A new child is stressful for any family, but one new father has revealed he is considering divorcing his wife because of how she’s behaving after giving birth.
Posting to Reddit’s Am I The A**hole subreddit, the unnamed 33-year-old man explained his wife, 31, constantly complained about how clumsy he was — which went from being a joke to being a possible cause for divorce.
‘I do drop things by accident when my hand hits it unknowingly and so I do agree with her,’ he wrote in the Reddit post.
‘But it’s not that bad that I’m knocking over things everyday.’
Posting to Reddit under the subreddit, Am I The A**hole, the unnamed 33-year-old man explained his wife, 31, constantly complains about how clumsy he is – which went from being a joke to being a possible cause for divorce
He went on to say he used to ‘laugh’ it off when his wife brought it up previously, but during her pregnancy she often started to say how she wouldn’t let him hold their baby because of how clumsy he was.
‘Again, I laughed it off at times and sometimes when I did take it seriously I told her there’s a difference between knocking over the TV remote and dropping a kid from your arms,’ he said.
‘Still, I did not think about it as much. But then my child was born and I was shocked at how reluctant she was to even let me hold the baby in the hospital.’
The man said he noticed his wife panicking when he was even around their daughter, and it started causing a lot of fights which were still continuing.
‘It’s been a couple of months and I have not been able to hold my baby more than thrice including once when I held her at the hospital,’ he complained.
He said his wife now slept in a different bedroom with their infant, and didn’t even let him hold her if he was sitting down.
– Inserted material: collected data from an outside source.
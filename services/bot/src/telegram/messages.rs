//! services/bot/src/telegram/messages.rs
//!
//! Renders flow outcomes as the (Russian) texts the user sees.

use expense_bot_core::{Choice, FlowError, FlowReply, ParsedEntry, Step};

pub const USAGE: &str = "Привет! Для добавления операции напиши:\n\
сумма название [валюта] [ддммгг]\n\n\
Пример: \"3000.45 Такси до отеля USD\"\n\
или: \"1500 Жевачка\"\n\
или: \"500 Продукты 150425\"\n\n\
Валюты: TRY, GEL, USD, RUB (по умолчанию RUB).\n\
/cancel — отменить текущую операцию.";

pub const UNKNOWN_BUTTON: &str = "Неизвестная кнопка. Введите операцию заново.";
pub const CANCELLED: &str = "Операция отменена.";
pub const NOTHING_TO_CANCEL: &str = "Нет операции для отмены.";
pub const ENTRY_DISCARDED: &str = "Операция не сохранена, отправьте её ещё раз.";

/// Text plus the buttons to attach (none when empty).
#[derive(Debug, Clone, PartialEq, Eq)]
pub struct Reply {
    pub text: String,
    pub choices: Vec<Choice>,
}

impl Reply {
    pub fn text(text: impl Into<String>) -> Self {
        Self {
            text: text.into(),
            choices: Vec::new(),
        }
    }
}

pub fn render_reply(reply: FlowReply) -> Reply {
    match reply {
        FlowReply::ChooseCategory { entry, choices } => {
            let prompt = if choices.is_empty() {
                "Список категорий пуст. Проверьте настройки базы в Notion.".to_string()
            } else {
                "Выберите категорию:".to_string()
            };
            Reply {
                text: format!("{}\n{}", describe_entry(&entry), prompt),
                choices,
            }
        }
        FlowReply::ChooseSubcategory { category, choices } => Reply {
            text: format!("Категория выбрана: {category}.\nВыберите подкатегорию:"),
            choices,
        },
        FlowReply::ChooseAccount {
            subcategory,
            choices,
        } => {
            let prompt = if choices.is_empty() {
                "Список счетов пуст. Проверьте настройки базы в Notion."
            } else {
                "Теперь выберите счёт:"
            };
            Reply {
                text: format!("Подкатегория выбрана: {subcategory}.\n{prompt}"),
                choices,
            }
        }
        FlowReply::Completed(record) => Reply::text(format!(
            "✅ Запись добавлена в Notion!\n\
             Сумма: {},\nНазвание: {},\nВалюта: {},\nДата: {},\n\
             Категория: {},\nПодкатегория: {},\nСчёт: {}",
            record.amount,
            record.title,
            record.currency,
            record.date.iso_date,
            record.category,
            record.subcategory,
            record.account
        )),
    }
}

pub fn render_error(error: &FlowError) -> String {
    let text = describe_error(error);
    if error.is_recoverable() {
        text
    } else {
        format!("{text}\n{ENTRY_DISCARDED}")
    }
}

fn describe_error(error: &FlowError) -> String {
    match error {
        FlowError::InvalidEntry(_) => {
            "Не удалось распознать данные. Формат: \"3000.45 Название [опц. валюта] [опц. ддммгг]\"."
                .to_string()
        }
        FlowError::SessionNotFound => "Операция не найдена. Введите операцию заново.".to_string(),
        FlowError::SelectionNotFound { step, .. } => {
            let text = match step {
                Step::AwaitingCategory => "Категория не найдена. Введите операцию заново.",
                Step::AwaitingSubcategory => "Подкатегория не найдена. Введите операцию заново.",
                Step::AwaitingAccount => "Счёт не найден. Введите операцию заново.",
            };
            text.to_string()
        }
        FlowError::NoMatchingSubcategories { category } => format!(
            "Для категории «{category}» нет подкатегорий того же цвета. \
             Проверьте настройки базы в Notion и введите операцию заново."
        ),
        FlowError::Incomplete => "Не все поля выбраны. Введите операцию заново.".to_string(),
        FlowError::Sink(_) => "Произошла ошибка при сохранении в Notion.".to_string(),
    }
}

fn describe_entry(entry: &ParsedEntry) -> String {
    let mut text = format!(
        "Сумма: {}, Название: \"{}\", Валюта: {}.",
        entry.amount, entry.title, entry.currency
    );
    if let Some(date) = entry.raw_date.as_deref().and_then(format_short_date) {
        text.push_str(&format!("\nДата: {date}."));
    }
    text
}

/// `150425` -> `15.04.25`.
fn format_short_date(raw: &str) -> Option<String> {
    Some(format!("{}.{}.{}", raw.get(0..2)?, raw.get(2..4)?, raw.get(4..6)?))
}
‘She almost never leaves our daughter alone with me,’ he said desperately. ‘I suggested I’d use a child carrier to take her on walks but she refuses that too, often times suggesting that I’d tip over and fall face first.’
The new dad said he thought his wife was overreacting, and he suggested they went to therapy together. However, she told him that ‘talking won’t fix [his] body.’
Reddit users encouraged to man to seek medical help for his wife, many suggesting she could be suffering from postpartum depression
‘She keeps telling me that I’ll be the reason that our child would die if I ever held her and as a father I should realize how dangerous it is and comply with her,’ he wrote.
‘All this has really affected me and I’ve become a lot more self conscious. Every time I mess up doing something, she tells me that it’s proof that what she’s saying is right.’
The man said he was usually a calm person and had tried to reason with his wife many times, but he was at his wit’s end with what to do.
‘I love my wife and my child more than myself but I cannot continue this considering how I can’t even hold my own child, play with her, take her on walks, etc.,’ he said.
Upset about the situation he’s in, the upset father said after a recent fight he snuck into his daughter’s bedroom when his wife was asleep, which triggered a huge fight.
‘I went to my daughter, I didn’t hold her, I just held her hand and looked at her,’ he said, adding he was ’emotional’ and whispered a few things to her’ – which woke his wife up.
‘She screamed at first and then told me to leave the room immediately,’ the father recalled. ‘I told her that I was not going to hold her and that I was just there to see her and hold her hand.
‘She didn’t believe me and accused me of being ignorant and selfish. I did lose my temper too and I offloaded these entire two months of frustration onto her.’
The dad was remorseful about how he acted, admitting he felt ‘terrible’ about how he acted that night, and was now staying in a hotel because she told him to leave the next morning.
‘I wasn’t in a mood to argue either so I quietly left,’ he wrote. ‘I cannot seem to get over any of what has happened. And even though it hurts so much, I think I am going to part ways.’
There were many comments on the post, many of whom expressed their concern over his wife’s mental health.
‘Your wife is showing some concerning signs of postpartum anxiety,’ one user pointed out.
‘I’d give your health visitor/midwife/doctor a call and express your concerns before the anxiety manifests itself in more harmful ways. Although preventing a father from bonding and caring for his child is harmful already.’
Another chimed in with their own postpartum experience, saying that a divorce could alienate her further.
‘Divorce or separation is just going to alienate you from your newborn more, and your wife’s anxiety might progress in dangerous directions without your ability to intervene,’ they said.
‘I would strongly advise working it out with your wife and returning to this marital conflict when your wife is in a better headspace.’
‘Agreed, your wife needs to see a mental health professional,’ someone else wrote.
‘Heart goes out to you OP, that is brutal. I’m clumsy too but I’m a ninja with my 7 month old. Fatherhood gives you dad strength and lightening (sic) fast reflexes.’